The parents at the Israeli national religious schools who objected to daily planners given to their children containing inflammatory messages are to be lauded. They called out the bigotry being pushed onto their children unknowingly and through the back gate. Because of their forthrightness, an investigation by the Israeli Ministry of Education is now in progress.

While IMPACT-se has not reviewed the planners, local media quoted parents as being troubled that they ignored Judaism’s universal values and respect for the Other. They cite a cartoon of a conversation between “Jacob the Jew” and “Jack the Goy” [gentile]; the former argues that “a human with Torah and one without are totally not the same, even if they seem to look alike.” The planner includes anti-Arab stereotyping, warning against someone named “Mustafa” spying on behalf of terrorists. One mother worried: “It is quite conspicuous that most figures are males. Girls are not shown as having the option to learn Torah.”

The daily planners include radical political messages that do not belong within the school system. Effectively, they deny the murder of former Israeli Prime Minister Yitzhak Rabin by a zealot in 1995 by removing the memorial date in the diary. They also call for a return of Jews to Gaza.

The planners in question should have received Ministry of Education approval before they were allowed into the schools. Yet they were distributed without such permission. “Chiyuch LeArachim” [Smile For Principles], the NGO behind the planners, understood, like many other politicized organizations, that they could get into schools and around textbook scrutiny by using magazines, planners and the like.
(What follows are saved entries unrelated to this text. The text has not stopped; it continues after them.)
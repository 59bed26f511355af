use crate::game_state::{checkers_types::*, game_state::GameState};
use crate::moves::topology::valid_neighbors;

/// Append every one-step slide for the side to move, in board-scan order.
pub fn generate_simple_moves(game_state: &GameState, out: &mut Vec<Move>) {
    for (origin, piece) in game_state.occupied() {
        if piece.owner != game_state.turn {
            continue;
        }
        for neighbor in valid_neighbors(game_state, origin) {
            if game_state.is_empty(neighbor) {
                out.push(Move::simple(origin, neighbor));
            }
        }
    }
}
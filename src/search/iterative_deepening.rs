//! Iterative deepening over the alpha-beta search.
//!
//! Runs depth 1, 2, ... up to `max_depth`, keeping the result of the deepest
//! iteration that finished. With `movetime_ms` set, no new iteration starts
//! once the budget is spent and an iteration still running at the deadline is
//! abandoned, so the engine always answers with a fully searched depth.

use std::time::{Duration, Instant};

use tracing::trace;

use crate::game_state::{checkers_types::*, game_state::GameState};
use crate::search::board_scoring::BoardScorer;
use crate::search::minimax::{alpha_beta, SearchControl};

#[derive(Debug, Clone, Copy, PartialEq, Eq)]
pub struct SearchConfig {
    pub max_depth: u8,
    pub movetime_ms: Option<u64>,
}

impl Default for SearchConfig {
    fn default() -> Self {
        Self {
            max_depth: 4,
            movetime_ms: None,
        }
    }
}

#[derive(Debug, Clone, Default, PartialEq)]
pub struct IterativeSearchResult {
    pub best_move: Option<Move>,
    pub best_score: f64,
    pub reached_depth: u8,
    pub nodes: u64,
    pub elapsed_ms: u64,
}

pub fn iterative_deepening_search<S: BoardScorer>(
    game_state: &GameState,
    scorer: &S,
    config: SearchConfig,
) -> IterativeSearchResult {
    let started = Instant::now();
    let deadline = config
        .movetime_ms
        .map(|ms| started + Duration::from_millis(ms));
    let ai = game_state.turn;

    let mut result = IterativeSearchResult {
        best_score: scorer.score(game_state, ai),
        ..IterativeSearchResult::default()
    };
    let mut total_nodes = 0u64;

    for depth in 1..=config.max_depth {
        if game_state.legal_moves.is_empty() {
            break;
        }
        if deadline.is_some_and(|d| Instant::now() >= d) {
            break;
        }

        let mut control = SearchControl::with_deadline(deadline);
        let (score, best_move) = alpha_beta(
            game_state,
            scorer,
            depth,
            f64::NEG_INFINITY,
            f64::INFINITY,
            true,
            ai,
            &mut control,
        );
        total_nodes += control.nodes;

        if control.aborted {
            trace!(depth, nodes = control.nodes, "iteration abandoned at deadline");
            break;
        }

        trace!(depth, score, nodes = control.nodes, "iteration complete");
        result.best_move = best_move;
        result.best_score = score;
        result.reached_depth = depth;
    }

    result.nodes = total_nodes;
    result.elapsed_ms = started.elapsed().as_millis() as u64;
    result
}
Of course, radical views that are not a call to incitement per se exist in the discourse of democratic societies. But there is no place for them in the school system. Schools are a crucial component to achieving the tolerant and open-minded societies of the future and by far one of the most powerful tools to puncture extremist influences. They can also be where negative influences such as skewed historical narratives, hatred of others, gender inequalities, radicalization and political violence take root.

The planners fail to meet UNESCO peace & tolerance standards which include respect, fostering personal attachment toward the Other as an individual, no hate,  peace-making, unbiased information and fostering equality and mutual respect between women and men and refraining from stereotyped gender role.

There are elements in Israeli society that are frustrated by the country’s curriculum, which identifies peace as the ultimate goal, acknowledges a Palestinian presence pre-1948 and recognizes the physical presence of Palestinians in maps and other media. It talks of the “Nakba” and of Palestinian suffering.

The Israeli public who choose to send their children to state or state religious schools, schools where lessons are taught in Arabic for the Arab public or any of the plethora of small, independent initiatives, are reliant on a core curriculum running through these institutions that teaches children in Israel peace, tolerance and respect.

According to a spokesperson from the education ministry: “The ministry had nothing to do with the [production of the] daily planners, and if a purchase was indeed made, it was part of voluntary services offered. Be that as it may, in light of the questions on the matter, the ministry will look into the issue, including examining the daily planner’s contents.”

The ministry has much to be proud of in crafting a national curriculum that holds the line for peace and tolerance in the midst of conflict, terror and internal debate. Now they need to pay scrupulous attention to inflammatory materials with any political agenda, getting into schools in Israel by sneaking in through the back gate.